“Well, I rescued helpless innocents at the hands of evil people,”
“And then you’ve been using that reasoning to drink human blood. You’re lucky you’re of great importance, that the Universe needs you in this plane,”
I sighed and responded sardonically, Selene grew annoyed with my insolence.
“You know very well that I would rather be transcended with the rest of my family, I would very much like to see them. This has been nothing but hell for me,”
“Please spare me the complaint. Don’t be so selfish, and go to Tibet for a while, and then come back.

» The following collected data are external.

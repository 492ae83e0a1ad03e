// SPDX-License-Identifier: MPL-2.0
//! Session state persisted between runs, stored as CBOR.
//!
//! Everything in here is application-managed rather than user-edited, which
//! is why it lives in a binary `state.cbor` in the data directory instead of
//! inside `settings.toml`: the file is not meant to be opened in an editor,
//! and CBOR keeps reads and writes cheap.
//!
//! # Path Resolution
//!
//! The state file location can be customized for testing or portable
//! deployments:
//! 1. Use `load_from()`/`save_to()` with an explicit path override
//! 2. Pass `--data-dir` on the command line
//! 3. Set the `ICED_VITRINE_DATA_DIR` environment variable
//! 4. Falls back to the platform-specific data directory

use super::paths;
use serde::{Deserialize, Serialize};
use std::fs;
use std::io::{BufReader, BufWriter, ErrorKind};
use std::path::{Path, PathBuf};

/// State file name within the app data directory.
const STATE_FILE: &str = "state.cbor";

/// Session state restored on the next launch.
#[derive(Debug, Clone, Default, Serialize, Deserialize, PartialEq)]
pub struct AppState {
    /// Last directory used for importing media.
    /// Used as the initial directory when opening the import file dialog.
    #[serde(default)]
    pub last_import_directory: Option<PathBuf>,

    /// Whether the gallery was left in editable mode.
    /// Restored on the next launch so a merchant resumes where they stopped.
    #[serde(default)]
    pub editable_mode: bool,
}

impl AppState {
    /// Loads the session state from the default location.
    ///
    /// On failure the default state is returned together with a notification
    /// key describing what went wrong.
    pub fn load() -> (Self, Option<String>) {
        Self::load_from(None)
    }

    /// Loads the session state from a custom directory.
    ///
    /// A missing file is not an error; corruption or unreadable files fall
    /// back to the default state with a warning key.
    pub fn load_from(base_dir: Option<PathBuf>) -> (Self, Option<String>) {
        let Some(path) = Self::state_file_path(base_dir) else {
            return (Self::default(), None);
        };

        let file = match fs::File::open(&path) {
            Ok(file) => file,
            Err(err) if err.kind() == ErrorKind::NotFound => {
                return (Self::default(), None);
            }
            Err(_) => {
                return (
                    Self::default(),
                    Some("notification-state-read-error".to_string()),
                );
            }
        };

        match ciborium::from_reader(BufReader::new(file)) {
            Ok(state) => (state, None),
            Err(_) => (
                Self::default(),
                Some("notification-state-parse-error".to_string()),
            ),
        }
    }

    /// Saves the session state to the default location.
    ///
    /// Creates the parent directory if it does not exist yet. Returns a
    /// warning key when the save failed.
    pub fn save(&self) -> Option<String> {
        self.save_to(None)
    }

    /// Saves the session state to a custom directory.
    pub fn save_to(&self, base_dir: Option<PathBuf>) -> Option<String> {
        let Some(path) = Self::state_file_path(base_dir) else {
            return Some("notification-state-path-error".to_string());
        };

        let parent_ready = path
            .parent()
            .is_none_or(|dir| fs::create_dir_all(dir).is_ok());
        if !parent_ready {
            return Some("notification-state-dir-error".to_string());
        }

        let Ok(file) = fs::File::create(&path) else {
            return Some("notification-state-create-error".to_string());
        };

        ciborium::into_writer(self, BufWriter::new(file))
            .is_err()
            .then(|| "notification-state-write-error".to_string())
    }

    /// Resolves the state file location, honoring an explicit base override.
    fn state_file_path(base_dir: Option<PathBuf>) -> Option<PathBuf> {
        paths::get_app_data_dir_with_override(base_dir).map(|dir| dir.join(STATE_FILE))
    }

    /// Remembers the directory a file was imported from.
    ///
    /// Paths without a parent (e.g. a bare root) leave the stored directory
    /// untouched.
    pub fn set_last_import_directory_from_file(&mut self, file_path: &Path) {
        if let Some(parent) = file_path.parent() {
            self.last_import_directory = Some(parent.to_path_buf());
        }
    }
}
// SPDX-License-Identifier: MPL-2.0
//! User interface components and state management.
//!
//! This module organizes all UI-related code following a component-based architecture
//! with the Elm-style "state down, messages up" pattern.
//!
//! # Components
//!
//! - [`gallery`] - Media gallery with featured surface and thumbnail strip
//!
//! # Shared Infrastructure
//!
//! - [`widgets`] - Custom Iced widgets (size probe)
//! - [`styles`] - Centralized styling (buttons, containers, tooltips)
//! - [`design_tokens`] - Design system constants (colors, spacing, sizing)
//! - [`theming`] - Light/Dark/System theme mode management
//! - [`icons`] - SVG icon loading and rendering
//! - [`notifications`] - Toast notification system for user feedback

pub mod design_tokens;
pub mod gallery;
pub mod icons;
pub mod notifications;
pub mod styles;
pub mod theming;
pub mod widgets;
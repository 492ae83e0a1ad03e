// SPDX-License-Identifier: MPL-2.0
//! Centralized styles for the UI components.

pub mod button;
pub mod container;
pub mod tooltip;
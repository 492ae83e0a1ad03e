// SPDX-License-Identifier: MPL-2.0
//! Centralized default values for all configuration constants.
//!
//! This module serves as the single source of truth for default values
//! used across the application. Constants are organized by category.
//!
//! # Categories
//!
//! - **Thumbnail**: Thumbnail strip sizing bounds
//! - **Gallery**: Hover affordance on the featured slot
//! - **Access**: Merchant privilege defaults

// ==========================================================================
// Thumbnail Defaults
// ==========================================================================

/// Default edge length of a thumbnail strip entry, in pixels.
pub const DEFAULT_THUMBNAIL_SIZE: u16 = 96;

/// Minimum allowed thumbnail size.
pub const MIN_THUMBNAIL_SIZE: u16 = 48;

/// Maximum allowed thumbnail size.
pub const MAX_THUMBNAIL_SIZE: u16 = 192;

// ==========================================================================
// Gallery Defaults
// ==========================================================================

/// Whether hovering the featured view may show a zoom affordance.
pub const DEFAULT_ALLOW_FEATURED_HOVER: bool = false;

// ==========================================================================
// Access Defaults
// ==========================================================================

/// Whether the current user has elevated merchant privileges.
/// Elevated access only selects an accent frame on the featured slot.
pub const DEFAULT_ADMIN_ACCESS: bool = false;

// ==========================================================================
// Compile-time validation
// ==========================================================================

// These checks run at compile time and produce a build error if the
// constants drift into inconsistent states.
const _: () = {
    assert!(MIN_THUMBNAIL_SIZE < MAX_THUMBNAIL_SIZE);
    assert!(DEFAULT_THUMBNAIL_SIZE >= MIN_THUMBNAIL_SIZE);
    assert!(DEFAULT_THUMBNAIL_SIZE <= MAX_THUMBNAIL_SIZE);
};
//! Provider Enumerator — the interface between a specific hosting provider's
//! API and the backup pipeline, plus a trivial demonstration/test double.
//!
//! Concrete provider REST/GraphQL clients aren't implemented here;
//! `FileEnumerator` below is a fixture that lets the rest of the system be
//! exercised without a network.

use async_trait::async_trait;

use crate::config::ProviderKind;
use crate::error::{BackupError, Result};
use crate::repository::RepositoryDescriptor;

/// What a backup run needs from a hosting provider: the list of
/// repositories to back up, plus enough identity to name the backup
/// subdirectory and apply provider-specific pacing.
#[async_trait]
pub trait Enumerator: Send + Sync {
    /// List every repository this enumerator is configured to cover. A
    /// partial failure (one organisation's listing call failing) should
    /// still return whatever repositories were successfully discovered —
    /// enumeration is best-effort across namespaces; a total failure (e.g.
    /// an invalid token) returns `Err`.
    async fn list_repositories(&self) -> Result<Vec<RepositoryDescriptor>>;

    fn api_url(&self) -> &str;

    fn provider(&self) -> ProviderKind;

    fn canonical_provider_name(&self) -> &'static str {
        self.provider().canonical_name()
    }
}

/// A demonstration/test double that reads a JSON array of
/// [`RepositoryDescriptor`] from a local file instead of calling a
/// provider's API. Exists for manual exercise of the pipeline and for
/// integration tests.
pub struct FileEnumerator {
    path: std::path::PathBuf,
    provider: ProviderKind,
    api_url: String,
}

impl FileEnumerator {
    pub fn new(path: impl Into<std::path::PathBuf>, provider: ProviderKind, api_url: impl Into<String>) -> Self {
        Self {
            path: path.into(),
            provider,
            api_url: api_url.into(),
        }
    }
}

#[async_trait]
impl Enumerator for FileEnumerator {
    async fn list_repositories(&self) -> Result<Vec<RepositoryDescriptor>> {
        let text = std::fs::read_to_string(&self.path).map_err(|e| {
            BackupError::config(format!(
                "failed to read repository list {}: {e}",
                self.path.display()
            ))
        })?;
        let descriptors: Vec<RepositoryDescriptor> = serde_json::from_str(&text).map_err(|e| {
            BackupError::config(format!(
                "repository list {} is not valid JSON: {e}",
                self.path.display()
            ))
        })?;
        for descriptor in &descriptors {
            descriptor.validate()?;
        }
        Ok(descriptors)
    }

    fn api_url(&self) -> &str {
        &self.api_url
    }

    fn provider(&self) -> ProviderKind {
        self.provider
    }
}
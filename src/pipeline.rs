//! Pipeline — dispatches every repository an enumerator discovers across a
//! fixed worker pool, collects results, and supports cooperative
//! cancellation.
//!
//! An `mpsc` job channel feeds a fixed set of spawned tasks, mirrored by a
//! results channel the caller drains exactly once per job. Cancellation uses
//! `tokio::sync::watch` rather than a third-party cancellation-token crate —
//! plain tokio/std primitives cover it without another dependency.

use std::sync::Arc;

use tokio::sync::{mpsc, watch};

use crate::config::ProviderConfig;
use crate::enumerator::Enumerator;
use crate::error::BackupError;
use crate::git_tool::GitTool;
use crate::logging::{Logger, MaskTable};
use crate::repository::RepositoryDescriptor;
use crate::result::{BackupResultRecord, ProviderBackupResult};
use crate::worker;

/// Handle for requesting cooperative cancellation of an in-flight pipeline
/// run. Cancellation is cooperative: it never kills a subprocess mid-flight,
/// only stops new work from starting.
#[derive(Clone)]
pub struct CancellationHandle {
    tx: watch::Sender<bool>,
}

impl CancellationHandle {
    pub fn cancel(&self) {
        let _ = self.tx.send(true);
    }
}

/// Create a fresh [`CancellationHandle`]/receiver pair for a run that should
/// be externally cancellable. The handle is the caller's to hold onto; the
/// receiver is passed to [`run`] or [`run_with_repos`].
pub fn new_cancellation() -> (CancellationHandle, watch::Receiver<bool>) {
    let (tx, rx) = watch::channel(false);
    (CancellationHandle { tx }, rx)
}

/// Run one provider's full backup pass: enumerate, then dispatch every
/// discovered repository across a fixed-size worker pool. `cancel_rx` is
/// checked between jobs and at the inter-repo pacing sleep; pass the
/// receiver half of [`new_cancellation`] to allow an external caller to stop
/// an in-flight run, or a receiver that never fires if cancellation isn't
/// needed.
pub async fn run(
    config: ProviderConfig,
    enumerator: Arc<dyn Enumerator>,
    cancel_rx: watch::Receiver<bool>,
) -> ProviderBackupResult {
    let logger = build_logger(&config);

    let repos = match enumerator.list_repositories().await {
        Ok(repos) => repos,
        Err(err) => {
            logger.error(&format!("enumeration failed: {err}"));
            return ProviderBackupResult::enumeration_failed(err.to_string());
        }
    };

    run_with_repos_cancellable(config, repos, cancel_rx).await
}

/// Same as [`run`] but takes an already-enumerated repository list, so
/// callers (and tests) that already have descriptors can skip the
/// enumerator round-trip. Not externally cancellable; see
/// [`run_with_repos_cancellable`] for a run that can be stopped mid-flight.
pub async fn run_with_repos(config: ProviderConfig, repos: Vec<RepositoryDescriptor>) -> ProviderBackupResult {
    let (_handle, cancel_rx) = new_cancellation();
    run_with_repos_cancellable(config, repos, cancel_rx).await
}

/// Same as [`run_with_repos`], but checks `cancel_rx` between jobs and during
/// the inter-repo pacing sleep — each worker checks the flag at its next
/// suspension point.
pub async fn run_with_repos_cancellable(
    config: ProviderConfig,
    repos: Vec<RepositoryDescriptor>,
    cancel_rx: watch::Receiver<bool>,
) -> ProviderBackupResult {
    let logger = build_logger(&config);
    let pool_size = config.worker_pool_size.max(1);
    let pacing = config.provider.default_pacing();

    let (job_tx, job_rx) = mpsc::channel::<RepositoryDescriptor>(repos.len().max(1));
    let (result_tx, mut result_rx) = mpsc::channel::<BackupResultRecord>(repos.len().max(1));
    let job_rx = Arc::new(tokio::sync::Mutex::new(job_rx));

    let config = Arc::new(config);
    let mut handles = Vec::with_capacity(pool_size);
    for _ in 0..pool_size {
        let job_rx = Arc::clone(&job_rx);
        let result_tx = result_tx.clone();
        let logger = logger.clone();
        let config = Arc::clone(&config);
        let mut cancel_rx = cancel_rx.clone();
        handles.push(tokio::spawn(async move {
            let git = GitTool::new(logger.clone());
            loop {
                let descriptor = {
                    let mut rx = job_rx.lock().await;
                    rx.recv().await
                };
                let Some(descriptor) = descriptor else { break };

                if *cancel_rx.borrow() {
                    let _ = result_tx
                        .send(BackupResultRecord::skipped_with_kind(
                            &descriptor.path_with_namespace,
                            crate::error::ErrorKind::Cancelled,
                        ))
                        .await;
                    continue;
                }

                let record = worker::back_up_repository(&git, &logger, &config, &descriptor).await;
                let _ = result_tx.send(record).await;

                if !pacing.is_zero() {
                    tokio::select! {
                        _ = tokio::time::sleep(pacing) => {}
                        _ = cancel_rx.changed() => {}
                    }
                }
            }
        }));
    }
    drop(result_tx);

    let expected = repos.len();
    for descriptor in repos {
        if job_tx.send(descriptor).await.is_err() {
            break;
        }
    }
    drop(job_tx);

    let mut records = Vec::with_capacity(expected);
    while let Some(record) = result_rx.recv().await {
        records.push(record);
    }

    for handle in handles {
        let _ = handle.await;
    }

    ProviderBackupResult {
        records,
        provider_error: None,
    }
}

fn build_logger(config: &ProviderConfig) -> Logger {
    let mut masks = MaskTable::new();
    for secret in config.secrets() {
        masks.register(secret);
    }
    Logger::new(config.provider.canonical_name(), config.log_level(), masks)
}

impl From<BackupError> for ProviderBackupResult {
    fn from(err: BackupError) -> Self {
        ProviderBackupResult::enumeration_failed(err.to_string())
    }
}

#[cfg(test)]
mod tests {
    use super::*;
    use crate::config::{DiffRemoteMethod, ProviderKind};

    fn config(backup_dir: std::path::PathBuf, pool_size: usize) -> ProviderConfig {
        ProviderConfig {
            provider: ProviderKind::GitHub,
            api_url: "https://api.github.com".into(),
            token: None,
            backup_dir,
            backups_to_retain: 0,
            diff_remote_method: DiffRemoteMethod::Clone,
            orgs: None,
            backup_lfs: false,
            encryption_passphrase: None,
            log_level: 0,
            worker_pool_size: pool_size,
            http_timeout_secs: 120,
            http_retries: 2,
        }
    }

    #[tokio::test]
    async fn empty_repository_list_yields_empty_result() {
        let dir = tempfile::tempdir().unwrap();
        let result = run_with_repos(config(dir.path().to_path_buf(), 3), Vec::new()).await;
        assert_eq!(result.records.len(), 0);
    }

    #[tokio::test]
    async fn every_descriptor_produces_exactly_one_record() {
        let dir = tempfile::tempdir().unwrap();
        let repos = vec![
            RepositoryDescriptor {
                name: String::new(),
                owner: "acme".into(),
                path_with_namespace: "acme/bad0".into(),
                domain: "github.com".into(),
                https_url: "https://github.com/acme/bad0.git".into(),
                ssh_url: None,
                url_with_token: None,
                url_with_basic_auth: None,
            },
            RepositoryDescriptor {
                name: String::new(),
                owner: "acme".into(),
                path_with_namespace: "acme/bad1".into(),
                domain: "github.com".into(),
                https_url: "https://github.com/acme/bad1.git".into(),
                ssh_url: None,
                url_with_token: None,
                url_with_basic_auth: None,
            },
        ];

        let result = run_with_repos(config(dir.path().to_path_buf(), 2), repos).await;
        assert_eq!(result.records.len(), 2);
        assert_eq!(result.failed_count(), 2);
    }

    #[tokio::test]
    async fn cancelling_before_dispatch_reports_every_repo_as_cancelled() {
        let dir = tempfile::tempdir().unwrap();
        let repos = vec![RepositoryDescriptor {
            name: "repo0".into(),
            owner: "acme".into(),
            path_with_namespace: "acme/repo0".into(),
            domain: "github.com".into(),
            https_url: "https://github.com/acme/repo0.git".into(),
            ssh_url: None,
            url_with_token: None,
            url_with_basic_auth: None,
        }];

        let (handle, cancel_rx) = new_cancellation();
        handle.cancel();

        let result = run_with_repos_cancellable(config(dir.path().to_path_buf(), 1), repos, cancel_rx).await;
        assert_eq!(result.records.len(), 1);
        assert_eq!(
            result.records[0].error_kind,
            Some(crate::result::ErrorKindWire::Cancelled)
        );
    }
}
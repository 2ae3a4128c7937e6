//! Encryption Envelope — a thin seam around the `age` crate's
//! passphrase-based (scrypt) recipient/identity, keeping every caller's
//! contract to "opaque blob in, opaque blob out" rather than reimplementing
//! any cryptography here.

use std::io::{Read, Write};

use age::secrecy::Secret;

use crate::error::{BackupError, Result};

/// Whether a bundle on disk should be treated as plaintext or `age`-encrypted,
/// derived purely from the `.age` suffix — never content-sniffed.
#[derive(Debug, Clone, Copy, PartialEq, Eq)]
pub enum Mode {
    Plaintext,
    Encrypted,
}

pub fn mode_for_path(path: &std::path::Path) -> Mode {
    match path.extension().and_then(|e| e.to_str()) {
        Some("age") => Mode::Encrypted,
        _ => Mode::Plaintext,
    }
}

/// Encrypt `bytes` under `passphrase`, producing an opaque `age`-format blob.
pub fn encrypt(bytes: &[u8], passphrase: &str) -> Result<Vec<u8>> {
    let encryptor = age::Encryptor::with_user_passphrase(Secret::new(passphrase.to_owned()));
    let mut out = Vec::new();
    let mut writer = encryptor
        .wrap_output(&mut out)
        .map_err(|e| BackupError::encryption(format!("failed to start age encryption: {e}")))?;
    writer
        .write_all(bytes)
        .map_err(|e| BackupError::encryption(format!("failed to write plaintext into age stream: {e}")))?;
    writer
        .finish()
        .map_err(|e| BackupError::encryption(format!("failed to finalise age stream: {e}")))?;
    Ok(out)
}

/// Decrypt an `age`-format blob under `passphrase`.
///
/// A wrong passphrase and a truncated/corrupt blob both surface from the
/// `age` crate as a generic decryption error, so both map to
/// [`crate::error::ErrorKind::EncryptionFailure`] here. Callers that need the
/// corrupt-artifact distinction for quarantine purposes (e.g.
/// [`crate::ref_probe::probe_bundle`]) make that call based on context, not
/// on this function's error kind alone.
pub fn decrypt(blob: &[u8], passphrase: &str) -> Result<Vec<u8>> {
    let decryptor = match age::Decryptor::new(blob)
        .map_err(|e| BackupError::encryption(format!("not a valid age stream: {e}")))?
    {
        age::Decryptor::Passphrase(d) => d,
        age::Decryptor::Recipients(_) => {
            return Err(BackupError::encryption(
                "bundle was encrypted for recipients, not a passphrase",
            ));
        }
    };
    let mut reader = decryptor
        .decrypt(&Secret::new(passphrase.to_owned()), None)
        .map_err(|e| BackupError::encryption(format!("age decryption failed: {e}")))?;
    let mut out = Vec::new();
    reader
        .read_to_end(&mut out)
        .map_err(|e| BackupError::encryption(format!("failed to read decrypted stream: {e}")))?;
    Ok(out)
}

You will need to slumber, when signs of my plane of existence starts making itself evident in yours. You will know, and you will need the rest to be ready to face the rising into the fourth and fifth dimensions, and the threat of those evils who wish to syphon the life and soul forms from it. Listen to me for the love of the Universe, and stop killing in vain, or you will be stuck in a rut,”
Selene disappeared, and I was left alone, nonplussed, and grateful to have her presence bestowed back into my life. In the next few days, leaving by nightfall, I travelled to Tibet, by ship, and then by car, where I stayed for a few months in the high, and frigid Tibetan mountains. I meditated deeply into a trance that lasted a week, and this helped me regain some of my metaphysical power back. I was able to roam some parts of the realm of the Afterlife near Selene’s palace, where I ran into my mother, my father, and some loved people from my coven, but could not find Vanya nor Nayeru for the life of me. The grey big-eyed humanoid creatures kindly escorted me out and back into the platform before the winding stairs amidst the galaxy.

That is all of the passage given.